Task details → Having read the records, set them all down exactly as they appear.

==========

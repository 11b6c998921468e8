use std::{borrow::Cow, path::Path, time::Duration};

use ci_status_core::{Error, Result};
use minijinja::{AutoEscape, Environment};
use serde::Serialize;
use serde_json::Value;
use time::{
    OffsetDateTime,
    format_description::{self, well_known::Rfc3339},
    macros::format_description,
};

const DEFAULT_TEMPLATE: &str = include_str!("../templates/default.json");

pub fn environment() -> Environment<'static> {
    let mut env = Environment::new();
    env.set_trim_blocks(true);
    env.set_lstrip_blocks(true);
    // Variables arrive escaped for use inside JSON string literals.
    env.set_auto_escape_callback(|_| AutoEscape::None);
    env.add_filter("date", date);
    env.add_filter("timeago", timeago);
    env.add_filter("first_line", first_line);
    env
}

/// Renders a template file, resolved against the working directory.
pub fn render_file<S>(path: &Path, context: S) -> Result<String>
where S: Serialize {
    let source = std::fs::read_to_string(path).map_err(|e| {
        Error::TemplateRender(format!("Failed to read template {}: {e}", path.display()))
    })?;
    let name = path.display().to_string();
    render_named(&name, &source, context)
}

/// Renders the built-in status message.
pub fn render_default<S>(context: S) -> Result<String>
where S: Serialize {
    render_named("default.json", DEFAULT_TEMPLATE, context)
}

pub fn render_str<S>(source: &str, context: S) -> Result<String>
where S: Serialize {
    render_named("<string>", source, context)
}

fn render_named<S>(name: &str, source: &str, context: S) -> Result<String>
where S: Serialize {
    tracing::debug!("Rendering template {}", name);
    environment()
        .render_named_str(name, source, context)
        .map_err(|e| Error::TemplateRender(format!("{name}: {e:#}")))
}

/// Extracts the `blocks` array from a rendered message.
pub fn parse_blocks(rendered: &str) -> Result<Vec<Value>> {
    let mut message: Value = serde_json::from_str(rendered)
        .map_err(|e| Error::TemplateRender(format!("Rendered message is not valid JSON: {e}")))?;
    match message.get_mut("blocks").map(Value::take) {
        Some(Value::Array(blocks)) => Ok(blocks),
        _ => Err(Error::TemplateRender("Rendered message has no blocks array".to_string())),
    }
}

/// First line of a raw or already escaped string. Escape pairs are kept
/// whole, so `\\n` (an escaped backslash followed by `n`) is not a break.
fn first_line(value: String) -> String {
    let mut out = String::with_capacity(value.len());
    let mut chars = value.chars();
    while let Some(c) = chars.next() {
        match c {
            '\n' | '\r' => break,
            '\\' => match chars.next() {
                Some('n') => break,
                Some(next) => {
                    out.push(c);
                    out.push(next);
                }
                None => out.push(c),
            },
            _ => out.push(c),
        }
    }
    out
}

fn timeago(value: String) -> String {
    let Ok(value) = OffsetDateTime::parse(&value, &Rfc3339) else {
        return format!("[invalid {}]", value);
    };
    let Ok(duration) = Duration::try_from(OffsetDateTime::now_utc() - value) else {
        return "[out of range]".to_string();
    };
    timeago::Formatter::new().convert(duration)
}

fn date(value: String, format: Option<String>) -> String {
    let Ok(value) = OffsetDateTime::parse(&value, &Rfc3339) else {
        return format!("[invalid {}]", value);
    };
    let format = if let Some(format) = format.as_deref() {
        match format_description::parse_borrowed::<2>(format) {
            Ok(format) => Cow::Owned(format),
            Err(_) => return format!("[invalid format {}]", format),
        }
    } else {
        Cow::Borrowed(format_description!("[year]-[month]-[day] [hour]:[minute]"))
    };
    value.format(&format).unwrap_or_else(|_| "[invalid]".to_string())
}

==========

Response →
repository 11b6c998921468e8
use std::{borrow::Cow, path::Path, time::Duration};

use ci_status_core::{Error, Result};
use minijinja::{AutoEscape, Environment};
use serde::Serialize;
use serde_json::Value;
use time::{
    OffsetDateTime,
    format_description::{self, well_known::Rfc3339},
    macros::format_description,
};

const DEFAULT_TEMPLATE: &str = include_str!("../templates/default.json");

pub fn environment() -> Environment<'static> {
    let mut env = Environment::new();
    env.set_trim_blocks(true);
    env.set_lstrip_blocks(true);
    // Variables arrive escaped for use inside JSON string literals.
    env.set_auto_escape_callback(|_| AutoEscape::None);
    env.add_filter("date", date);
    env.add_filter("timeago", timeago);
    env.add_filter("first_line", first_line);
    env
}

/// Renders a template file, resolved against the working directory.
pub fn render_file<S>(path: &Path, context: S) -> Result<String>
where S: Serialize {
    let source = std::fs::read_to_string(path).map_err(|e| {
        Error::TemplateRender(format!("Failed to read template {}: {e}", path.display()))
    })?;
    let name = path.display().to_string();
    render_named(&name, &source, context)
}

/// Renders the built-in status message.
pub fn render_default<S>(context: S) -> Result<String>
where S: Serialize {
    render_named("default.json", DEFAULT_TEMPLATE, context)
}

pub fn render_str<S>(source: &str, context: S) -> Result<String>
where S: Serialize {
    render_named("<string>", source, context)
}

fn render_named<S>(name: &str, source: &str, context: S) -> Result<String>
where S: Serialize {
    tracing::debug!("Rendering template {}", name);
    environment()
        .render_named_str(name, source, context)
        .map_err(|e| Error::TemplateRender(format!("{name}: {e:#}")))
}

/// Extracts the `blocks` array from a rendered message.
pub fn parse_blocks(rendered: &str) -> Result<Vec<Value>> {
    let mut message: Value = serde_json::from_str(rendered)
        .map_err(|e| Error::TemplateRender(format!("Rendered message is not valid JSON: {e}")))?;
    match message.get_mut("blocks").map(Value::take) {
        Some(Value::Array(blocks)) => Ok(blocks),
        _ => Err(Error::TemplateRender("Rendered message has no blocks array".to_string())),
    }
}

/// First line of a raw or already escaped string. Escape pairs are kept
/// whole, so `\\n` (an escaped backslash followed by `n`) is not a break.
fn first_line(value: String) -> String {
    let mut out = String::with_capacity(value.len());
    let mut chars = value.chars();
    while let Some(c) = chars.next() {
        match c {
            '\n' | '\r' => break,
            '\\' => match chars.next() {
                Some('n') => break,
                Some(next) => {
                    out.push(c);
                    out.push(next);
                }
                None => out.push(c),
            },
            _ => out.push(c),
        }
    }
    out
}

fn timeago(value: String) -> String {
    let Ok(value) = OffsetDateTime::parse(&value, &Rfc3339) else {
        return format!("[invalid {}]", value);
    };
    let Ok(duration) = Duration::try_from(OffsetDateTime::now_utc() - value) else {
        return "[out of range]".to_string();
    };
    timeago::Formatter::new().convert(duration)
}

fn date(value: String, format: Option<String>) -> String {
    let Ok(value) = OffsetDateTime::parse(&value, &Rfc3339) else {
        return format!("[invalid {}]", value);
    };
    let format = if let Some(format) = format.as_deref() {
        match format_description::parse_borrowed::<2>(format) {
            Ok(format) => Cow::Owned(format),
            Err(_) => return format!("[invalid format {}]", format),
        }
    } else {
        Cow::Borrowed(format_description!("[year]-[month]-[day] [hour]:[minute]"))
    };
    value.format(&format).unwrap_or_else(|_| "[invalid]".to_string())
}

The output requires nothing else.